En effet, d’un autre côté, certains pensent que « Nous n’avons pas intérêt à le faire ». Et pour cause, « Le Cameroun n’est malheureusement pas assez autonome pour fermer ses frontières. Même le Cure-dent est importé », écrit l’un d’eux. Il est rejoint dans cette posture par le Dr Albert Ze. « Comment voulez-vous qu’un pays qui vit des importations fermes ses portes à ses fournisseurs ? », s’interroge l’économiste de la santé. Et de trancher : « Qu’on essaye. Même le cure-dents on aura plus ».
Limiter les mouvements et la propagation
Un autre médecin, spécialiste en Santé publique lui aussi, explique : «Beaucoup de gouvernement prennent des décisions fantaisistes qui ne sont forcément pas efficaces ». Selon lui, il faut « simplement limiter les mouvements des populations, il faut des actions coordonnées. Par exemple les vieux de leur côté, faire glisser les dates des examens officiels. Certaines de ces mesures ont marché en Chine. Si on teste bien dans la population on va trouver plus de cas. Il faut simplement appeler au civisme ».
Certains de ses confrères partagent également cet avis. « Il faut déjà limiter les contacts entre les individus au maximum pour limiter la propagation », argumente un autre médecin. En fait, réunions publiques, agences de voyages, établissements scolaires, rien ne doit être laissé pour compte. Ce d’autant plus que « Le principal risque c’est le risque d’importation », tel que l’indique le Dr Etoundi Mballa, directeur de la lutte contre la Maladie, les Epidémies et Pandémies.
Circulation suspendue entre le Tchad et le Gabon
Dans la sous-région Afrique centrale, deux pays ont déjà restreint les mouvements à leurs frontières avec le Cameroun à cause de cette maladie. Il s’agit du Gabon et du Tchad. Les mesures prises par exemple par le Tchad concernent les entrées sur le territoire tchadien mais aussi, la traversée en pirogue tout le long du Lac Tchad. Seulement, Beguy Djimoundoum, économiste spécialiste en conception et évaluation de politique publique, estime que cette mesure aura de lourdes conséquences sur les populations frontalières. « Il y a rareté des ressources alimentaires. Les prix vont augmenter, et cela doit avoir de conséquences que les autorités ne pourront pas toujours évaluer », a-t-il déclaré.
Coté Gabon, Libreville a suspendu provisoirement la circulation sur sa frontière terrestre avec le Cameroun.

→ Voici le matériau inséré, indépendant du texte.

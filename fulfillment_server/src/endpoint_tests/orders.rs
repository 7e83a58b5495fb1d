use actix_web::{http::StatusCode, test::TestRequest, web, web::ServiceConfig};
use chrono::{TimeZone, Utc};
use fulfillment_engine::{
    db_types::{Order, OrderId, OrderItem, OrderStatusType, PaymentStatus, StatusHistoryEntry},
    OrderQueryApi,
};
use ofg_common::Money;
use serde_json::Value;

use super::{
    helpers::{operator_request, OPERATOR_TOKEN},
    mocks::{MockErr, MockOrderStore},
};
use crate::routes::{OrderByIdRoute, OrderHistoryRoute};

#[actix_web::test]
async fn fetch_order_with_items() {
    let _ = env_logger::try_init();
    let req = TestRequest::get().uri("/api/orders/42");
    let (status, body) = operator_request(req, Some(OPERATOR_TOKEN), None, configure).await;
    assert_eq!(status, StatusCode::OK);
    let order: Value = serde_json::from_str(&body).expect("Response is not JSON");
    assert_eq!(order["id"], 42);
    assert_eq!(order["payment_ref"], "QRPH-1-42");
    assert_eq!(order["status"], "processing");
    assert_eq!(order["payment_status"], "paid");
    assert_eq!(order["total"], 150_000);
    assert_eq!(order["items"].as_array().map(Vec::len), Some(1));
    assert_eq!(order["items"][0]["quantity"], 2);
}

#[actix_web::test]
async fn fetch_unknown_order() {
    let _ = env_logger::try_init();
    let req = TestRequest::get().uri("/api/orders/7");
    let (status, body) = operator_request(req, Some(OPERATOR_TOKEN), None, configure).await;
    assert_eq!(status, StatusCode::NOT_FOUND);
    assert_eq!(body, r#"{"error":"Not found. Order #7 does not exist"}"#);
}

#[actix_web::test]
async fn fetch_order_history() {
    let _ = env_logger::try_init();
    let req = TestRequest::get().uri("/api/orders/42/history");
    let (status, body) = operator_request(req, Some(OPERATOR_TOKEN), None, configure).await;
    assert_eq!(status, StatusCode::OK);
    let history: Vec<StatusHistoryEntry> = serde_json::from_str(&body).expect("Response is not a history list");
    assert_eq!(history.len(), 2);
    assert_eq!(history[0].status, OrderStatusType::Pending);
    assert_eq!(history[1].status, OrderStatusType::Processing);
    assert_eq!(history[1].changed_by, None);
}

#[actix_web::test]
async fn backend_failures_are_server_errors() {
    let _ = env_logger::try_init();
    let req = TestRequest::get().uri("/api/orders/13");
    let (status, body) = operator_request(req, Some(OPERATOR_TOKEN), None, configure).await;
    assert_eq!(status, StatusCode::INTERNAL_SERVER_ERROR);
    assert!(body.contains("disk on fire"), "Unexpected body: {body}");
}

#[actix_web::test]
async fn order_ids_must_be_numeric() {
    let _ = env_logger::try_init();
    let req = TestRequest::get().uri("/api/orders/QRPH-1-42");
    let (status, _) = operator_request(req, Some(OPERATOR_TOKEN), None, configure).await;
    assert_eq!(status, StatusCode::NOT_FOUND);
}

fn configure(cfg: &mut ServiceConfig) {
    let mut store = MockOrderStore::new();
    store.expect_order_by_id().returning(|id| match id.value() {
        42 => Ok(Some(order_42())),
        13 => Err(MockErr("disk on fire".into())),
        _ => Ok(None),
    });
    store.expect_order_items().returning(|order_id| {
        Ok(vec![OrderItem {
            id: 1,
            order_id,
            position: 0,
            product_id: 1,
            quantity: 2,
            unit_price: Money::from_major(750),
        }])
    });
    store.expect_status_history().returning(|order_id| {
        let entry = |id, status, payment_status| StatusHistoryEntry {
            id,
            order_id,
            status,
            payment_status,
            changed_by: None,
            note: None,
            created_at: Utc.with_ymd_and_hms(2026, 3, 1, 10, 0, 0).unwrap(),
        };
        Ok(vec![
            entry(1, OrderStatusType::Pending, PaymentStatus::Pending),
            entry(2, OrderStatusType::Processing, PaymentStatus::Paid),
        ])
    });
    cfg.service(OrderByIdRoute::<MockOrderStore>::new())
        .service(OrderHistoryRoute::<MockOrderStore>::new())
        .app_data(web::Data::new(OrderQueryApi::new(store)));
}

fn order_42() -> Order {
    let created = Utc.with_ymd_and_hms(2026, 3, 1, 9, 55, 0).unwrap();
    Order {
        id: OrderId(42),
        customer_id: "ana".into(),
        customer_email: Some("ana@example.com".into()),
        status: OrderStatusType::Processing,
        payment_status: PaymentStatus::Paid,
        total: Money::from_major(1500),
        payment_ref: "QRPH-1-42".into(),
        tracking_number: None,
        carrier: None,
        shipped_at: None,
        delivered_at: None,
        created_at: created,
        updated_at: created,
    }
}
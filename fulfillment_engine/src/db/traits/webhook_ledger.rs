use crate::{
    db::traits::WebhookEventQueryFilter,
    db_types::{NewWebhookEvent, WebhookEvent},
    fe_api::FulfillmentError,
};

/// Storage for the append-only webhook ledger.
#[allow(async_fn_in_trait)]
pub trait WebhookLedger {
    type Error: std::error::Error + Into<FulfillmentError>;

    /// True iff an earlier delivery of the same logical event was applied, i.e. has `processed = true` and
    /// `duplicate = false`.
    async fn is_duplicate(&self, payment_ref: &str, claimed_status: &str) -> Result<bool, Self::Error>;

    async fn record_webhook_event(&self, event: NewWebhookEvent) -> Result<WebhookEvent, Self::Error>;

    async fn search_webhook_events(&self, filter: WebhookEventQueryFilter) -> Result<Vec<WebhookEvent>, Self::Error>;
}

Mais, n’a pas fermé celle-ci de manière totalement hermétique car l’axe concerné est vital dans le ravitaillement de la capitale gabonaise en vivres fraîches. En effet, beaucoup de fruits et légumes consommés à Libreville, tels que le manioc, la banane, les taros ou les haricots, sont importés du Cameroun par voie terrestre. Les camions de transport des marchandises ont donc le droit de passer à la seule condition de se soumettre aux contrôles sanitaires.
Selon le bilan officiel du 15 mars, plus de 159 844 cas d’infection sont dénombrés dans 137 pays avec 6 420 personnes officiellement décédées. Les plus touchés après la Chine sont l’Italie avec 1 441 morts pour 21 157 cas, l’Iran avec 611 morts (12 729 cas), l’Espagne avec 183 morts (5 753 cas) et la France avec 91 morts (4 500 cas).